Granted, if we are assuming a modern-day non-nuclear conflict between America and Europistan, I wouldn’t neccesarily want to be on a carrier too long. Subs were pretty effective weapons back in WW2, and they were virtually blind. (Only periscopes and terrible ASDIC.) Even bad submarines today have many times the endurance, firepower, and sensor suite of their WW2 cousins. Not to mention, guided torpedos.

That is half the fun of major world wars: Seeing what works, what doesn’t, and what displaces what as the new capital ship!

[QUOTE=Zagadka]
O_o Are they fighting on the proverbial frictionless surface, too?

QUOTE]

Ask the OP. If you want to change the OP question to one that fits your answer, that’s OK by me too.

First, the practical: as mentioned, if what we have are truly equal opponents, or even one that is perceived as comparably capable whether the perception is right or not (e.g. the Cold War), the first priority would be to exhaust every conceivable political avenue, and if it looks hopeless then you try to go for the preemptive strike.

But to use your example, Zag, I would not be too sanguine on the Euros being faster to move, or rather in catching the Americans unaware of their seeking to use a light-but-fast strategy.
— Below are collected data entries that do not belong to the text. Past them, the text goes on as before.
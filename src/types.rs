//! Core types shared across the early momentum pipeline.

use serde::{Deserialize, Serialize};
use serde_json::Value;
use std::fmt;
use std::str::FromStr;

/// Market-capitalization tier. Every relative statistic is computed within a
/// single tier; tokens are never compared across tiers.
#[derive(Debug, Clone, Copy, PartialEq, Eq, Hash, Serialize, Deserialize)]
pub enum MarketCapTier {
    /// Above 10B USD
    #[serde(rename = "largeCap")]
    Large,
    /// Above 1B USD
    #[serde(rename = "midCap")]
    Mid,
    /// Above 100M USD
    #[serde(rename = "smallCap")]
    Small,
    /// Everything else
    #[serde(rename = "microCap")]
    Micro,
}

impl MarketCapTier {
    /// Tier assignment by fixed market-cap breakpoints.
    pub fn from_market_cap(market_cap: f64) -> Self {
        if market_cap > 10_000_000_000.0 {
            MarketCapTier::Large
        } else if market_cap > 1_000_000_000.0 {
            MarketCapTier::Mid
        } else if market_cap > 100_000_000.0 {
            MarketCapTier::Small
        } else {
            MarketCapTier::Micro
        }
    }

    /// Returns the upstream label for the tier.
    pub fn as_str(&self) -> &'static str {
        match self {
            MarketCapTier::Large => "largeCap",
            MarketCapTier::Mid => "midCap",
            MarketCapTier::Small => "smallCap",
            MarketCapTier::Micro => "microCap",
        }
    }

    /// Returns all tiers, largest first.
    pub fn all() -> [MarketCapTier; 4] {
        [
            MarketCapTier::Large,
            MarketCapTier::Mid,
            MarketCapTier::Small,
            MarketCapTier::Micro,
        ]
    }
}

impl fmt::Display for MarketCapTier {
    fn fmt(&self, f: &mut fmt::Formatter<'_>) -> fmt::Result {
        f.pad(self.as_str())
    }
}

impl FromStr for MarketCapTier {
    type Err = anyhow::Error;

    fn from_str(s: &str) -> Result<Self, Self::Err> {
        let normalized: String = s
            .chars()
            .filter(|c| c.is_ascii_alphanumeric())
            .collect::<String>()
            .to_ascii_lowercase();

        match normalized.trim_end_matches("cap") {
            "large" => Ok(MarketCapTier::Large),
            "mid" => Ok(MarketCapTier::Mid),
            "small" => Ok(MarketCapTier::Small),
            "micro" => Ok(MarketCapTier::Micro),
            _ => anyhow::bail!("unknown market cap tier: {s}"),
        }
    }
}

/// Sheet-shaped payload as returned by the upstream data source: the first
/// row is the header, every following row is one token.
#[derive(Debug, Clone, Default, Serialize, Deserialize)]
pub struct SheetPayload {
    #[serde(default)]
    pub values: Vec<Vec<Value>>,
}

impl SheetPayload {
    /// Build a payload from a header and string rows.
    pub fn from_rows(header: &[&str], rows: Vec<Vec<String>>) -> Self {
        let mut values = Vec::with_capacity(rows.len() + 1);
        values.push(header.iter().map(|h| Value::String(h.to_string())).collect());
        values.extend(
            rows.into_iter()
                .map(|row| row.into_iter().map(Value::String).collect()),
        );
        Self { values }
    }

    /// Column names of the header row, or `None` when the payload is empty.
    pub fn header(&self) -> Option<Vec<String>> {
        self.values
            .first()
            .map(|row| row.iter().map(cell_to_string).collect())
    }

    /// Data rows (everything after the header).
    pub fn rows(&self) -> &[Vec<Value>] {
        self.values.get(1..).unwrap_or(&[])
    }

    /// True when there is no header or no data row.
    pub fn is_empty(&self) -> bool {
        self.values.len() < 2
    }
}

/// Render a sheet cell as text. `null` becomes the empty string.
pub fn cell_to_string(cell: &Value) -> String {
    match cell {
        Value::Null => String::new(),
        Value::String(s) => s.clone(),
        other => other.to_string(),
    }
}
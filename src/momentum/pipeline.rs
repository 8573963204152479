//! Batch entry points: one tier, or all four tiers concurrently.

use crate::momentum::metrics::extract_tier;
use crate::momentum::scorer::MomentumScorer;
use crate::momentum::types::TierReport;
use crate::types::{MarketCapTier, SheetPayload};
use anyhow::{Context, Result};
use chrono::Utc;
use std::sync::Arc;
use tracing::{info, instrument, warn};

/// Detect early momentum within one tier of a sheet snapshot.
///
/// Never fails: missing data yields an empty report, bad rows are skipped
/// and counted.
#[instrument(skip(payload, scorer))]
pub fn detect_early_momentum(
    payload: &SheetPayload,
    tier: MarketCapTier,
    scorer: &MomentumScorer,
) -> TierReport {
    if payload.is_empty() {
        warn!("No valid data available for analysis");
        return TierReport::empty(tier);
    }

    let extraction = extract_tier(payload, tier);
    let skipped = extraction.anomalies().count();
    let population = extraction.tokens.len();

    if population == 0 {
        info!("No {} tokens in snapshot", tier);
        return TierReport {
            skipped,
            ..TierReport::empty(tier)
        };
    }

    let tokens = scorer.rank_population(tier, extraction.tokens);

    TierReport {
        tier,
        generated_at: Utc::now(),
        population,
        skipped,
        tokens,
    }
}

/// Score all four tiers concurrently, one blocking task per tier.
/// Reports come back in tier order, largest first.
#[instrument(skip(payload, scorer), fields(rows = payload.rows().len()))]
pub async fn analyze_all_tiers(
    payload: Arc<SheetPayload>,
    scorer: Arc<MomentumScorer>,
) -> Result<Vec<TierReport>> {
    let handles: Vec<_> = MarketCapTier::all()
        .into_iter()
        .map(|tier| {
            let payload = Arc::clone(&payload);
            let scorer = Arc::clone(&scorer);
            (
                tier,
                tokio::task::spawn_blocking(move || detect_early_momentum(&payload, tier, &scorer)),
            )
        })
        .collect();

    let mut reports = Vec::with_capacity(handles.len());
    for (tier, handle) in handles {
        let report = handle
            .await
            .with_context(|| format!("{tier} scoring task failed"))?;
        reports.push(report);
    }

    info!(
        "Scored {} tiers, {} tokens with early momentum",
        reports.len(),
        reports.iter().map(|r| r.tokens.len()).sum::<usize>()
    );
    Ok(reports)
}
After 50 years of NATO the command doctrine and organizational structure for power-projection would be pretty uniform across Western militaries. They all read the same books!

To the OP closing question – The US officer/NCO corps IS overall VERY highly trained and educated relative to the world average, their command structure is quite sophisticated, and they have a tradition that in situations where the chips are really down you CAN say nevermind the book let’s do what works. This does not mean they do not have comparables – just that most of those comparables are among their allies. If they run into a comparable army with a comparable leadership in both training and attitude, it could be bloody beyond imagining.